24.2 The national accounts program is discussed against the seven quality dimensions of the ABS Data Quality Framework. These dimensions are a view of data quality aspects that determine fitness for purpose and relate to the institutional environment, relevance, accuracy and reliability, timeliness, accessibility, interpretability, and coherence. As well as informing users about quality, the framework also provides feedback to ongoing quality improvement programs within the ABS.
24.3 Underlying these dimensions of quality is the notion of integrity – that statistical policies and practices are guided by ethical standards and professional principles which are transparent. The integrity of the ABS is underpinned by legislation within which the organisation operates, and its willingness to subject its operations and performance to both internal and external scrutiny. The principal legislation determining the functions and responsibilities of the ABS are the Australian Bureau of Statistics Act 1975 and the Census and Statistics Act 1905. These Acts provide that the ABS is headed by the Australian Statistician – a statutory office with an independent status and the authority to conduct statistical collections.
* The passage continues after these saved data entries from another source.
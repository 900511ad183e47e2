use chrono::{DateTime, Utc};
use serde::{Deserialize, Serialize};
use sqlx::FromRow;
use uuid::Uuid;

/// Denormalized `{average, count}` of a cafe's ratings. Only the aggregator writes it.
#[derive(Debug, Clone, Copy, Default, PartialEq, Serialize, Deserialize)]
pub struct RatingSummary {
    pub average: f64,
    pub count: i64,
}

#[derive(Debug, Clone, Serialize, Deserialize)]
#[serde(rename_all = "camelCase")]
pub struct Cafe {
    pub id: Uuid,
    pub owner_id: Uuid,
    pub name: String,
    pub description: String,
    pub is_active: bool,
    pub ratings: RatingSummary,
    pub created_at: DateTime<Utc>,
    pub updated_at: DateTime<Utc>,
}

#[derive(Debug, FromRow)]
pub struct CafeRow {
    pub id: Uuid,
    pub owner_id: Uuid,
    pub name: String,
    pub description: String,
    pub is_active: bool,
    pub rating_average: f64,
    pub rating_count: i64,
    pub created_at: DateTime<Utc>,
    pub updated_at: DateTime<Utc>,
}

impl From<CafeRow> for Cafe {
    fn from(row: CafeRow) -> Self {
        Cafe {
            id: row.id,
            owner_id: row.owner_id,
            name: row.name,
            description: row.description,
            is_active: row.is_active,
            ratings: RatingSummary {
                average: row.rating_average,
                count: row.rating_count,
            },
            created_at: row.created_at,
            updated_at: row.updated_at,
        }
    }
}

#[derive(Debug, Clone)]
pub struct NewCafe {
    pub owner_id: Uuid,
    pub name: String,
    pub description: String,
}

/// Ordering for the public cafe listing.
#[derive(Debug, Clone, Copy, Default, PartialEq, Eq)]
pub enum CafeSort {
    #[default]
    Rating,
    Newest,
}

impl CafeSort {
    /// Unknown keys fall back to highest rated first.
    pub fn parse(raw: Option<&str>) -> Self {
        match raw {
            Some("newest") => CafeSort::Newest,
            _ => CafeSort::Rating,
        }
    }

    pub fn order_by(&self) -> &'static str {
        match self {
            CafeSort::Rating => "rating_average DESC, rating_count DESC, created_at DESC, id DESC",
            CafeSort::Newest => "created_at DESC, id DESC",
        }
    }
}
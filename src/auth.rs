use axum::{
    extract::{FromRef, FromRequestParts},
    http::{StatusCode, request::Parts},
};
use axum_extra::TypedHeader;
use headers::{Authorization, authorization::Bearer};
use jsonwebtoken::{Algorithm, DecodingKey, Validation, decode};
use serde::{Deserialize, Serialize};
use uuid::Uuid;

use crate::{errors::AppError, state::AppState};

#[derive(Debug, Serialize, Deserialize)]
pub struct Claims {
    pub sub: String, // user ID
    pub exp: usize,  // expiration time
}

pub struct AuthClaims(pub Claims);

impl<S> FromRequestParts<S> for AuthClaims
where
    AppState: FromRef<S>,
    S: Send + Sync,
{
    type Rejection = (StatusCode, String);

    async fn from_request_parts(parts: &mut Parts, state: &S) -> Result<Self, Self::Rejection> {
        let TypedHeader(Authorization(bearer)) =
            TypedHeader::<Authorization<Bearer>>::from_request_parts(parts, state)
                .await
                .map_err(|_| {
                    (
                        StatusCode::UNAUTHORIZED,
                        "Missing or invalid Authorization header".into(),
                    )
                })?;

        let app_state = AppState::from_ref(state);
        AuthClaims::from_token(bearer.token(), &app_state.jwt_secret)
    }
}

impl AuthClaims {
    pub fn from_token(token: &str, secret: &str) -> Result<Self, (StatusCode, String)> {
        let token_data = decode::<Claims>(
            token,
            &DecodingKey::from_secret(secret.as_bytes()),
            &Validation::new(Algorithm::HS256),
        )
        .map_err(|_| (StatusCode::UNAUTHORIZED, "Invalid or expired token".into()))?;

        Ok(Self(token_data.claims))
    }

    pub fn user_id(&self) -> Result<Uuid, (StatusCode, String)> {
        Uuid::parse_str(&self.0.sub).map_err(|_| {
            tracing::error!("Unauthorized access attempt");
            AppError::Unauthorized("Invalid user ID in token".into()).to_response()
        })
    }
}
24.4 This chapter describes each of the aspects of quality and assesses the national accounts against them. Compilation of the national accounts is a complex task involving many diverse data sources. It is not possible to provide a single, comprehensive measure of the quality of the estimates. Nonetheless, it is possible to gain an insight into their quality by analysing each of the aspects of quality. To obtain an overall picture, all aspects need to be considered together. However, different users may weight each of the aspects differently, and within each aspect what satisfies one user may not satisfy another. Thus, two users may look at the same set of statistics, with one considering them to be of good quality while the other may think that there are quality deficiencies.